There are many other risks associated with outsourcing manufacturing to China, Alperin says, including:

  • Rising labor costs.
  • U.S.-Chinese political tensions related to human rights issues and the “hot blood issue” of Taiwan.
  • Port shutdowns tied to frequent “surprise” COVID-19-related lockdowns.
  • Intellectual property issues.

Mexico Brings Advantages

It’s apparent that U.S. companies currently outsourcing manufacturing operations to China have plenty of reasons to consider nearshoring. But why choose Mexico?

The country’s proximity to the United States certainly factors into decision-making. “Mexico is right next door,” Alperin says. “Getting something from the plant to your door from China takes anywhere from one to three months. In Mexico, it’s going to be weeks.”

Mexican manufacturers can ship products by rail or by truck. Both means of transport saw cost swings recently, he says, but nothing close to those on the ocean freight side. “There is probably less risk on transportation costs,” Alperin says.

The relationship between the U.S. and Mexico also lacks serious political tensions, he says. In addition, a strong trade agreement, in the form of the United States-Mexico-Canada Agreement, is in place.

“The flow of goods is very easy and free between the two countries,” Alperin says.

Mexico is no newbie to manufacturing, either.

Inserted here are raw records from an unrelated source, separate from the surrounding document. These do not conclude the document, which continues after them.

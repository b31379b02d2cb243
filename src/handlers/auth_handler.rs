//! handlers/auth_handler.rs
//! Login, logout y consulta de la sesión actual.

use actix_web::{web, HttpResponse};
use serde_json::json;

use crate::handlers::respuesta::{ok, Respuesta};
use crate::handlers::sesion::{cookie_sesion, cookies_borradas};
use crate::models::sesion_model::{
    LoginRequest, SesionUsuario, COOKIE_CLIENTE_ID, COOKIE_EMAIL, COOKIE_NOMBRE_COMPLETO,
    COOKIE_PERMISOS, COOKIE_ROL_ID, COOKIE_SESION_ACTIVA, COOKIE_USUARIO_ID,
};
use crate::services::auth_service::AuthService;

/// POST /api/auth/login
/// Valida credenciales y deja la sesión en siete cookies.
pub async fn login_endpoint(
    auth_service: web::Data<AuthService>,
    req_body: web::Json<LoginRequest>,
) -> Respuesta {
    let sesion = auth_service.login(&req_body).await?;
    let token = auth_service.token_sesion(&sesion)?;

    let mut resp = HttpResponse::Ok();
    for cookie in [
        cookie_sesion(COOKIE_USUARIO_ID, &sesion.usuarioid.to_string()),
        cookie_sesion(COOKIE_EMAIL, &sesion.email),
        cookie_sesion(COOKIE_NOMBRE_COMPLETO, &sesion.nombrecompleto),
        cookie_sesion(COOKIE_CLIENTE_ID, &sesion.clienteid.to_string()),
        cookie_sesion(COOKIE_ROL_ID, &sesion.rolid.to_string()),
        cookie_sesion(COOKIE_PERMISOS, &sesion.permisos_blob()),
        cookie_sesion(COOKIE_SESION_ACTIVA, &token),
    ] {
        resp.cookie(cookie);
    }

    Ok(resp.json(json!({
        "success": true,
        "data": sesion,
    })))
}

/// POST /api/auth/logout
/// No requiere sesión válida; siempre limpia las cookies.
pub async fn logout_endpoint() -> HttpResponse {
    let mut resp = HttpResponse::Ok();
    for cookie in cookies_borradas() {
        resp.cookie(cookie);
    }
    resp.json(json!({
        "success": true,
        "message": "Sesión cerrada",
    }))
}

/// GET /api/auth/sesion
pub async fn sesion_endpoint(sesion: SesionUsuario) -> HttpResponse {
    ok(sesion)
}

It has deep manufacturing roots, he says, particularly within the automotive sector. What’s more, U.S. companies have been successfully outsourcing manufacturing to Mexico for many years. “Mexico has a pretty skilled labor force and a pretty sophisticated manufacturing base,” Hartley adds.

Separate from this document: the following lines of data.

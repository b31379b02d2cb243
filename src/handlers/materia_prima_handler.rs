//! handlers/materia_prima_handler.rs

use actix_web::web;

use crate::handlers::respuesta::{creado, mensaje, ok, Respuesta};
use crate::models::comun_model::{CambioEstatus, PaginacionQuery};
use crate::models::materia_prima_model::{MateriaPrimaFiltros, MateriaPrimaForm};
use crate::models::permiso_model::PERMISO_MATERIA_PRIMA;
use crate::models::sesion_model::SesionUsuario;
use crate::services::materia_prima_service::MateriaPrimaService;

/// GET /api/materiaprima
pub async fn listar_materia_prima_endpoint(
    sesion: SesionUsuario,
    service: web::Data<MateriaPrimaService>,
    filtros: web::Query<MateriaPrimaFiltros>,
    paginacion: web::Query<PaginacionQuery>,
) -> Respuesta {
    sesion.requiere_permiso(PERMISO_MATERIA_PRIMA)?;
    Ok(ok(service.listar(&filtros, &paginacion).await?))
}

/// GET /api/materiaprima/dropdown
pub async fn dropdown_materia_prima_endpoint(
    _sesion: SesionUsuario,
    service: web::Data<MateriaPrimaService>,
) -> Respuesta {
    Ok(ok(service.dropdown().await?))
}

/// GET /api/materiaprima/{id}
pub async fn obtener_materia_prima_endpoint(
    sesion: SesionUsuario,
    service: web::Data<MateriaPrimaService>,
    path: web::Path<i64>,
) -> Respuesta {
    sesion.requiere_permiso(PERMISO_MATERIA_PRIMA)?;
    Ok(ok(service.obtener(path.into_inner()).await?))
}

/// POST /api/materiaprima
/// `costoconfactor` se calcula, no se recibe.
pub async fn crear_materia_prima_endpoint(
    sesion: SesionUsuario,
    service: web::Data<MateriaPrimaService>,
    req_body: web::Json<MateriaPrimaForm>,
) -> Respuesta {
    sesion.requiere_permiso(PERMISO_MATERIA_PRIMA)?;
    let id = service.crear(req_body.into_inner()).await?;
    Ok(creado(id, "Materia prima creada"))
}

/// PUT /api/materiaprima/{id}
pub async fn actualizar_materia_prima_endpoint(
    sesion: SesionUsuario,
    service: web::Data<MateriaPrimaService>,
    path: web::Path<i64>,
    req_body: web::Json<MateriaPrimaForm>,
) -> Respuesta {
    sesion.requiere_permiso(PERMISO_MATERIA_PRIMA)?;
    service
        .actualizar(path.into_inner(), req_body.into_inner())
        .await?;
    Ok(mensaje("Materia prima actualizada"))
}

/// PATCH /api/materiaprima/{id}/estatus
pub async fn estatus_materia_prima_endpoint(
    sesion: SesionUsuario,
    service: web::Data<MateriaPrimaService>,
    path: web::Path<i64>,
    req_body: web::Json<CambioEstatus>,
) -> Respuesta {
    sesion.requiere_permiso(PERMISO_MATERIA_PRIMA)?;
    service
        .cambiar_estatus(path.into_inner(), req_body.activo)
        .await?;
    Ok(mensaje("Estatus actualizado"))
}

/// DELETE /api/materiaprima/{id}
pub async fn eliminar_materia_prima_endpoint(
    sesion: SesionUsuario,
    service: web::Data<MateriaPrimaService>,
    path: web::Path<i64>,
) -> Respuesta {
    sesion.requiere_permiso(PERMISO_MATERIA_PRIMA)?;
    service.eliminar(path.into_inner()).await?;
    Ok(mensaje("Materia prima eliminada"))
}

Another plus? Alperin says Mexico’s average labor costs are now in line with those of China. Fortune, meanwhile, reports that those costs are now even lower than China’s.

Not Without Drawbacks

Despite all of its advantages, nearshoring to Mexico does come with potential challenges. For one thing, although Mexico’s skilled labor base is large, it’s certainly not unlimited.

“Oftentimes, the same manufacturers are fighting over the same top talent pool in manufacturing in a burgeoning, sort of high-growth economy like Mexico’s,” Hartley says. “I see that as kind of the battleground.”

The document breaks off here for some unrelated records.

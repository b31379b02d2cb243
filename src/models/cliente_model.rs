//! models/cliente_model.rs
//! Clientes (tenants) y su relación con zonas.

use serde::{Deserialize, Serialize};
use sqlx::FromRow;

#[derive(Debug, Clone, Serialize, Deserialize, FromRow)]
pub struct Cliente {
    pub id: i64,
    pub nombre: String,
    pub clave: String,
    pub direccion: Option<String>,
    pub telefono: Option<String>,
    pub email: Option<String>,
    pub imgurl: Option<String>,
    pub activo: bool,
    pub fechacreacion: String,
    pub fechaactualizacion: String,
}

/// Campos del formulario de alta / edición de cliente
#[derive(Debug, Clone, Deserialize)]
pub struct ClienteForm {
    pub nombre: String,
    pub clave: String,
    pub direccion: Option<String>,
    pub telefono: Option<String>,
    pub email: Option<String>,
}

#[derive(Debug, Clone, Default, Deserialize)]
pub struct ClienteFiltros {
    pub nombre: Option<String>,
    pub clave: Option<String>,
    pub activo: Option<bool>,
}

/// Body de `POST /clientes/{id}/zonas`
#[derive(Debug, Clone, Deserialize)]
pub struct AsignarZonaRequest {
    pub zonaid: i64,
}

What’s more, Mexico doesn’t have the highly skilled labor base that’s required for the manufacture of some high-tech products such as semiconductors, Alperin says. However, there’s certainly opportunity for Mexico to build that base in the near future.

Other challenges include energy-efficiency and infrastructure concerns and a lack of certainty in public policy, Mexico Business News reports. 

Make an Informed Decision

Alperin advises U.S. companies to take some time in decision-making — using good data. They should have a procurement process capable of looking at “all of the different pieces” simultaneously, including changes in lead time, transportation cost and labor cost, and how they will impact the price of finished or intermediate goods.

“I think the biggest thing we probably learned over the last couple of years is that we have no idea where the next problem is going to occur or how big it’s going to be; it’s a surprise every day,” he says. “And we found that most companies were not ready for those surprises. They didn’t have a lot of agility; they didn’t have fast processes. You definitely need a way that you can really, really quickly react to these changes; evaluate the cost tradeoffs with the lead time tradeoffs and the other risks so that you are prepared when things change.”